Scientific Thinking: computation and estimation, communication skills.   Estimate the reaction time for digestion assays varying enzyme and substrate concentrations.  Introduce charge and show result of an electric current flowing in soil.  Employ a bar graph to explain the differences in carbohydrate content among various foods.  Use a triangular graph to characterize souls.
The Physical Setting: our earth.   Water and glacial ice form our soil and shape/reshape Earth's land surface by erosion over extended periods of time.  Rock is composed of different combinations of minerals, sand, and organisms.  Discuss how soil evolves from rocks due to weathering and erosion, and learn the components of soil through texture analysis.  Use monoliths to show the history of earth's formation. 

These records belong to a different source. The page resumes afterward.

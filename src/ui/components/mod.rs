// src/ui/components/mod.rs - Reusable UI components

use dioxus::prelude::*;

pub mod gallery;
pub mod price;
pub mod reviews;
pub mod variant_picker;

pub use gallery::MediaGallery;
pub use price::PriceSummary;
pub use reviews::{QuestionsSection, ReviewsSection};
pub use variant_picker::VariantSelector;

/// Button component with consistent styling
#[component]
pub fn Button(
    #[props(default = "button".to_string())] button_type: String,
    #[props(default = "primary".to_string())] variant: String,
    #[props(default = false)] disabled: bool,
    #[props(default = "".to_string())] class: String,
    #[props(default = None)] onclick: Option<Callback<MouseEvent>>,
    children: Element,
) -> Element {
    let base_classes = "inline-flex items-center px-4 py-2 border font-medium text-sm rounded-md focus:outline-none focus:ring-2 focus:ring-offset-2 transition-colors";

    let variant_classes = match variant.as_str() {
        "primary" => "border-transparent text-white bg-blue-600 hover:bg-blue-700 focus:ring-blue-500",
        "secondary" => "border-gray-300 text-gray-700 bg-white hover:bg-gray-50 focus:ring-blue-500",
        "danger" => "border-transparent text-white bg-red-600 hover:bg-red-700 focus:ring-red-500",
        "ghost" => "border-transparent text-gray-700 hover:bg-gray-100 focus:ring-blue-500",
        _ => "border-gray-300 text-gray-700 bg-white hover:bg-gray-50 focus:ring-blue-500",
    };

    let disabled_classes = if disabled { "opacity-50 cursor-not-allowed" } else { "" };

    rsx! {
        button {
            r#type: "{button_type}",
            class: format!("{} {} {} {}", base_classes, variant_classes, disabled_classes, class),
            disabled,
            onclick: move |evt| {
                if let Some(handler) = &onclick {
                    handler.call(evt);
                }
            },
            {children}
        }
    }
}

/// Small pill badge
#[component]
pub fn Badge(
    #[props(default = "#374151".to_string())] color: String,
    #[props(default = "#f3f4f6".to_string())] background: String,
    children: Element,
) -> Element {
    rsx! {
        span {
            class: "inline-flex items-center px-2 py-0.5 rounded-full text-xs font-medium",
            style: "color: {color}; background-color: {background};",
            {children}
        }
    }
}

/// Five-star rating display, filled to the nearest half
#[component]
pub fn RatingStars(rating: f64, #[props(default = None)] count: Option<usize>) -> Element {
    let filled = rating.round().clamp(0.0, 5.0) as usize;

    rsx! {
        span {
            class: "inline-flex items-center space-x-1",
            span {
                class: "text-amber-400 tracking-tight",
                {"★".repeat(filled)}
                span { class: "text-gray-300", {"★".repeat(5 - filled)} }
            }
            if let Some(count) = count {
                span {
                    class: "text-xs text-gray-500",
                    "({count})"
                }
            }
        }
    }
}

#[cfg(test)]
mod tests {
    use super::*;

    #[test]
    fn test_button_creation() {
        let _button = rsx! {
            Button {
                variant: "secondary".to_string(),
                "Add to cart"
            }
        };
    }

    #[test]
    fn test_rating_stars_creation() {
        let _stars = rsx! {
            RatingStars { rating: 4.25, count: Some(12) }
        };
    }
}
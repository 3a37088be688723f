// src/ui/layout/header.rs - Store header with primary navigation

use dioxus::prelude::*;
#[allow(unused_imports)]
use dioxus_router::prelude::*;

use crate::ui::router::{nav, Route};

/// Header component
#[component]
pub fn StoreHeader() -> Element {
    let current: Route = use_route();

    let links = [
        Route::Home {},
        Route::SellerInventory {},
        Route::SellerOrders {},
    ];

    rsx! {
        header {
            class: "bg-white border-b border-gray-200 sticky top-0 z-40",
            div {
                class: "mx-auto max-w-7xl px-4 sm:px-6 lg:px-8",
                div {
                    class: "flex h-16 items-center justify-between",

                    Link {
                        to: Route::Home {},
                        class: "text-xl font-bold text-gray-900 tracking-tight",
                        "Vendora"
                    }

                    nav {
                        class: "flex items-center space-x-6",
                        for link in links {
                            Link {
                                to: link.clone(),
                                class: if nav::is_active_route(&current, &link) {
                                    "text-sm font-medium text-blue-600"
                                } else {
                                    "text-sm font-medium text-gray-500 hover:text-gray-900 transition-colors"
                                },
                                {nav::route_title(&link)}
                            }
                        }
                    }
                }
            }
        }
    }
}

The Living Environment: interdependence of life and evolution, human identity.   Food from plants provides energy and materials for growth and repair of the body.  Discuss the nutrient component of fruits, vegetables, and grains.  Discuss the process of photosynthesis, the resulting sugar products formed, and how the plants metabolize those sugars into storage components.  Using hands-on lab techniques examine how food is digested.  Discuss the processing of food by industry, and how nutrients are altered through such processes. 
Common Themes: systems.   Do erosion experiments with and without plants and discuss the different outcomes as water moves through soil.  Discuss clay and its negative charge and the ultimate effect it and organic matter have on nutrient movement in soils.  Use filter paper to illustrate the capillary movement of water and to produce a chromatograph by separating black ink into its color components.